May His Innocent Victims Rest in Peace

By José Pertierra on May 29, 2018

Family members of the victims of the 1976 Barbados plane. Photo: Bill Hackwell

He never paid for the crimes he committed. He died with impunity in Miami last week. His followers say that Luis Posada Carriles fought his entire adult life against communism, and that justifies everything he did. But Posada never fought in the field of honor. His victims were never the soldiers of the Cuban Rebel Army. His military strategy was to kill innocent people in order to try to terrorize those who wanted to visit, talk or trade with Cuba.

He left a balance sheet of suffering in several countries of Our America, especially in Cuba, Venezuela, El Salvador and Guatemala. He masterminded the murder of 73 people aboard a Cuban passenger plane in 1976, including 24 teenagers from the island’s youth fencing team and also a nine-year-old Guyanese girl named Sabrina. As head of special operations for the Venezuelan intelligence service, during the presidency of right-wing Rafael Caldera, he tortured and murdered dozens of citizens, including two sisters Brenda and Marlene Esquivel. A witness stated that Brenda was eight months pregnant when she was arrested, and Posada Carriles said: Kill that seed before it is born, because he is going to be a communist. Brenda lost the baby due to torture.

Posada also worked for the death squads in El Salvador and Guatemala. From his lair in El Salvador he led a terrorist campaign in 1997, with the purpose of discouraging tourism to Cuba. He hired several Central Americans to blow up bombs in the most emblematic centers of tourism on the island, including the Hotel Nacional, La Bodeguita del Medio and the Hotel Meliá Cohiba. One of those bombs killed Fabio di Celmo,  an Italian tourist in the lobby-bar of the Copacabana Hotel in Miramar. He confessed, the following year to the New York Times that the Italian was in the wrong place at the wrong time, and that’s why I sleep like a baby.

In 2000 he tried to assassinate President Fidel Castro in Panama. His plan was to deposit nine kilograms of C-4 explosives in the Paraninfo of the National University of Panama, so that the auditorium would explode during the speech of the Cuban president before approximately one thousand guests, which included students and diplomats.

His lawyer, Arturo Hernández (he prefers to be called Art Jernandes), admitted before a US federal court that everything Luis Posada Carriles did was on behalf of the CIA. And it is precisely the documents of the CIA, the State Department and the FBI that admit Posada Carriles’ terrorist record.

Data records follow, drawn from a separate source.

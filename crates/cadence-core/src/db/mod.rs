//! Database operations and SQLite management for the annual calendar.
//!
//! This module provides low-level database operations for the cadence
//! planner. It handles SQLite connections, schema management, and the
//! query interfaces for strategy items and weekly tasks.

use std::path::Path;

use rusqlite::Connection;

use crate::error::{DatabaseResultExt, Result};

pub mod migrations;
pub mod strategy_queries;
pub mod task_queries;

/// Database connection and operations handler.
pub struct Database {
    connection: Connection,
}

impl Database {
    /// Creates a new database connection and initializes the schema.
    pub fn new<P: AsRef<Path>>(path: P) -> Result<Self> {
        let connection = Connection::open(path).db_context("Failed to open database connection")?;

        let db = Self { connection };
        db.initialize_schema()?;
        Ok(db)
    }
}
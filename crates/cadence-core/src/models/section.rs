//! Plan section model: the narrative input to the annual expansion.

use serde::{Deserialize, Serialize};

/// One narrative part of a business/marketing plan.
///
/// Sections are produced by the surrounding plan-editing workflow and are
/// read-only input here. A section with a missing or empty `narrative` is
/// excluded from expansion.
#[derive(Debug, Clone, Serialize, Deserialize, PartialEq)]
pub struct PlanSection {
    /// Identifier assigned by the plan content source
    pub id: u64,

    /// Human label; also drives keyword-based category classification
    pub title: String,

    /// Precedence of the section within the plan
    pub order: i32,

    /// Free-text narrative content (may be absent)
    pub narrative: Option<String>,
}

impl PlanSection {
    /// Whether this section qualifies for expansion.
    pub fn has_narrative(&self) -> bool {
        self.narrative
            .as_deref()
            .is_some_and(|text| !text.trim().is_empty())
    }
}

#[cfg(test)]
mod tests {
    use super::*;

    #[test]
    fn test_has_narrative() {
        let mut section = PlanSection {
            id: 1,
            title: "Резюме".to_string(),
            order: 1,
            narrative: Some("- Target SMB".to_string()),
        };
        assert!(section.has_narrative());

        section.narrative = Some("   \n".to_string());
        assert!(!section.has_narrative());

        section.narrative = None;
        assert!(!section.has_narrative());
    }
}
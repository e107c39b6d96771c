//! High-level planner API for the annual calendar and weekly tasks.
//!
//! The [`Planner`] is the imperative shell around the pure core: it owns
//! the database path, sequences persistence calls, and serializes
//! reconciliation passes so that no two in-flight saves race on a week's
//! task set. All calendar/diff logic itself lives in the pure modules
//! ([`crate::expansion`], [`crate::reconcile`], [`crate::days`]).
//!
//! ## Submodules
//!
//! - [`builder`]: factory for creating [`Planner`] instances
//! - [`ops`]: low-level database operations wrapped in blocking tasks
//! - [`handlers`]: high-level flows (generate, save, add, move, complete)

use std::path::PathBuf;
use std::sync::Arc;

use tokio::sync::Mutex;

use crate::reconcile::{IdGenerator, UuidGenerator};

pub mod builder;
pub mod handlers;
pub mod ops;


// Re-export the main types
pub use builder::PlannerBuilder;
pub use handlers::{GenerateOutcome, ReconcileReport, WeekOverview};

/// Main planner interface for the annual calendar and weekly tasks.
pub struct Planner {
    pub(crate) db_path: PathBuf,
    pub(crate) ids: Arc<dyn IdGenerator>,
    /// Serializes reconciliation so saves never overlap on a week.
    pub(crate) reconcile_gate: Mutex<()>,
}

impl Planner {
    /// Creates a new planner with the specified database path.
    pub(crate) fn new(db_path: PathBuf) -> Self {
        Self::with_id_generator(db_path, Arc::new(UuidGenerator))
    }

    /// Creates a planner with a custom identifier generator.
    pub(crate) fn with_id_generator(db_path: PathBuf, ids: Arc<dyn IdGenerator>) -> Self {
        Self {
            db_path,
            ids,
            reconcile_gate: Mutex::new(()),
        }
    }
}
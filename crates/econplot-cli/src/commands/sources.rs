use econplot_core::{SeriesRouter, SourceKind};
use serde::Serialize;

use crate::error::CliError;

use super::CommandResult;

#[derive(Debug, Serialize)]
struct SourceRow {
    source: SourceKind,
    publisher: &'static str,
    registered: bool,
    status: &'static str,
    credentials_configured: bool,
    #[serde(skip_serializing_if = "Option::is_none")]
    note: Option<String>,
}

#[derive(Debug, Serialize)]
struct SourcesResponseData {
    sources: Vec<SourceRow>,
}

pub fn run(router: &SeriesRouter) -> Result<CommandResult, CliError> {
    let mut warnings = Vec::new();
    let sources = router
        .snapshots()
        .into_iter()
        .map(|snapshot| {
            let status = snapshot.status_label();
            if status == "missing_credentials" {
                warnings.push(format!("{} credentials are not configured", snapshot.kind));
            }
            SourceRow {
                source: snapshot.kind,
                publisher: snapshot.kind.publisher(),
                registered: snapshot.registered,
                status,
                credentials_configured: snapshot.status.credentials_configured,
                note: snapshot.status.note,
            }
        })
        .collect::<Vec<_>>();

    let data = serde_json::to_value(SourcesResponseData { sources })?;
    Ok(CommandResult::ok(data, Vec::new()).with_warnings(warnings))
}
use thiserror::Error;

/// CLI-level error categories mapped to exit codes.
#[derive(Debug, Error)]
pub enum CliError {
    #[error(transparent)]
    Validation(#[from] econplot_core::ValidationError),

    #[error("usage error: {0}")]
    Usage(String),

    #[error(transparent)]
    Serialization(#[from] serde_json::Error),

    #[error(transparent)]
    Io(#[from] std::io::Error),
}

impl CliError {
    pub const fn exit_code(&self) -> u8 {
        match self {
            Self::Validation(_) => 2,
            Self::Usage(_) => 2,
            Self::Serialization(_) => 10,
            Self::Io(_) => 10,
        }
    }
}

#[cfg(test)]
mod tests {
    use super::*;

    #[test]
    fn io_and_serialization_share_exit_code() {
        let io = CliError::from(std::io::Error::new(std::io::ErrorKind::Other, "disk full"));
        assert_eq!(io.exit_code(), 10);

        let usage = CliError::Usage(String::from("scatter needs two series"));
        assert_eq!(usage.exit_code(), 2);
        assert_eq!(usage.to_string(), "usage error: scatter needs two series");
    }
}
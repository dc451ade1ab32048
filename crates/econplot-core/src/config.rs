//! Source credentials and transport settings.
//!
//! Keys are read from the process environment and never logged.

use std::fmt::{Debug, Formatter};

pub const FRED_API_KEY_ENV: &str = "FRED_API_KEY";
pub const BLS_API_KEY_ENV: &str = "BLS_API_KEY";

const DEFAULT_TIMEOUT_MS: u64 = 30_000;

/// Settings used to construct the source adapters.
#[derive(Clone, PartialEq, Eq)]
pub struct SourceConfig {
    pub fred_api_key: Option<String>,
    pub bls_api_key: Option<String>,
    pub timeout_ms: u64,
}

impl Default for SourceConfig {
    fn default() -> Self {
        Self {
            fred_api_key: None,
            bls_api_key: None,
            timeout_ms: DEFAULT_TIMEOUT_MS,
        }
    }
}

impl SourceConfig {
    /// Reads `FRED_API_KEY` and `BLS_API_KEY`; blank values count as unset.
    pub fn from_env() -> Self {
        Self {
            fred_api_key: non_blank(std::env::var(FRED_API_KEY_ENV).ok()),
            bls_api_key: non_blank(std::env::var(BLS_API_KEY_ENV).ok()),
            ..Self::default()
        }
    }

    pub fn with_fred_api_key(mut self, key: Option<String>) -> Self {
        if let Some(key) = non_blank(key) {
            self.fred_api_key = Some(key);
        }
        self
    }

    pub fn with_bls_api_key(mut self, key: Option<String>) -> Self {
        if let Some(key) = non_blank(key) {
            self.bls_api_key = Some(key);
        }
        self
    }

    pub fn with_timeout_ms(mut self, timeout_ms: u64) -> Self {
        self.timeout_ms = timeout_ms;
        self
    }
}

impl Debug for SourceConfig {
    fn fmt(&self, f: &mut Formatter<'_>) -> std::fmt::Result {
        f.debug_struct("SourceConfig")
            .field("fred_api_key", &self.fred_api_key.as_ref().map(|_| "<redacted>"))
            .field("bls_api_key", &self.bls_api_key.as_ref().map(|_| "<redacted>"))
            .field("timeout_ms", &self.timeout_ms)
            .finish()
    }
}

fn non_blank(value: Option<String>) -> Option<String> {
    value
        .map(|value| value.trim().to_owned())
        .filter(|value| !value.is_empty())
}

#[cfg(test)]
mod tests {
    use super::*;

    #[test]
    fn overrides_ignore_blank_keys() {
        let config = SourceConfig::default()
            .with_fred_api_key(Some(String::from("abc")))
            .with_fred_api_key(Some(String::from("   ")))
            .with_bls_api_key(None);

        assert_eq!(config.fred_api_key.as_deref(), Some("abc"));
        assert_eq!(config.bls_api_key, None);
    }

    #[test]
    fn debug_output_redacts_keys() {
        let config = SourceConfig::default().with_fred_api_key(Some(String::from("secret-key")));
        let rendered = format!("{config:?}");
        assert!(!rendered.contains("secret-key"));
        assert!(rendered.contains("<redacted>"));
    }
}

Declassified documents from the United States government and published by the National Security Archive prove that, days before the bombing of the plane, Posada said he planned to hit a Cuban plane and Orlando Bosch (his accomplice) has all the details. https://nsarchive2.gwu.edu/NSAEBB/ NSAEBB153 / 19761018.pdf

A confidential source confided to the CIA the day after the bombing of the passenger plane, that Posada Carriles was the mastermind of the sinister attack. https://nsarchive2.gwu.edu/NSAEBB/ NSAEBB153 / 19761008.pdf

The material authors who carried out the bombing are Hernán Ricardo and Freddy Lugo, both Venezuelans and subordinates to Luis Posada Carriles. They were sentenced to 20 years in prison in Venezuela. Ricardo drew the outline of the C-4 bombs that he and Lugo put on the CU-455 flight that day. Lugo testified that Ricardo bragged about having killed more people on that plane than Carlos El Chacal and that he had received $ 25,000 for the terrorist act. He also said that he worked for the CIA and that his boss was Luis Posada Carriles. https://nsarchive2.gwu.edu//dc.html?doc = 3214339-Document-09-Trinidad-and-Tobago-Ministry-of

After a life dedicated to terrorism, Posada Carriles decided to retire in Miami. He arrived at the end of March 2005, illegally, aboard a boat called El Santrina. The Bolivarian Republic of Venezuela filed a lawsuit for his extradition in May 2005, but Washington refused to send him to Caracas to be held accountable for his crimes. He was protected until the day of his death. As former US President Franklin D. Roosevelt said of Nicaraguan dictator Anastasio Somoza García, he may be a son of a bitch, but he is our son of a bitch.

The death of Posada Carriles, on May 23, has inspired several news stories. They use several adjectives to describe him. The BBC of London called him an anti-Castro radical. El País simply described him as a former CIA agent. For El Nuevo Herald of Miami, Posada was an anti-Castro militant. The New York Times entitled their article on him: Luis Posada Carriles, who fought to overthrow Castro, dies at 90. La Voz de América, the official organ of the United States government, reported antiseptically to its listeners that anti-Castro activist Posada Carriles had died.

How these media would title their news if Posada had been a Muslim? Very likely: Terrorist Luis Posada Carriles died. May his innocent victims rest in peace.

Jose Pertierra is a lawyer in Washington DC who represented Venezuela in its effort to extradite Posada to Venezuela.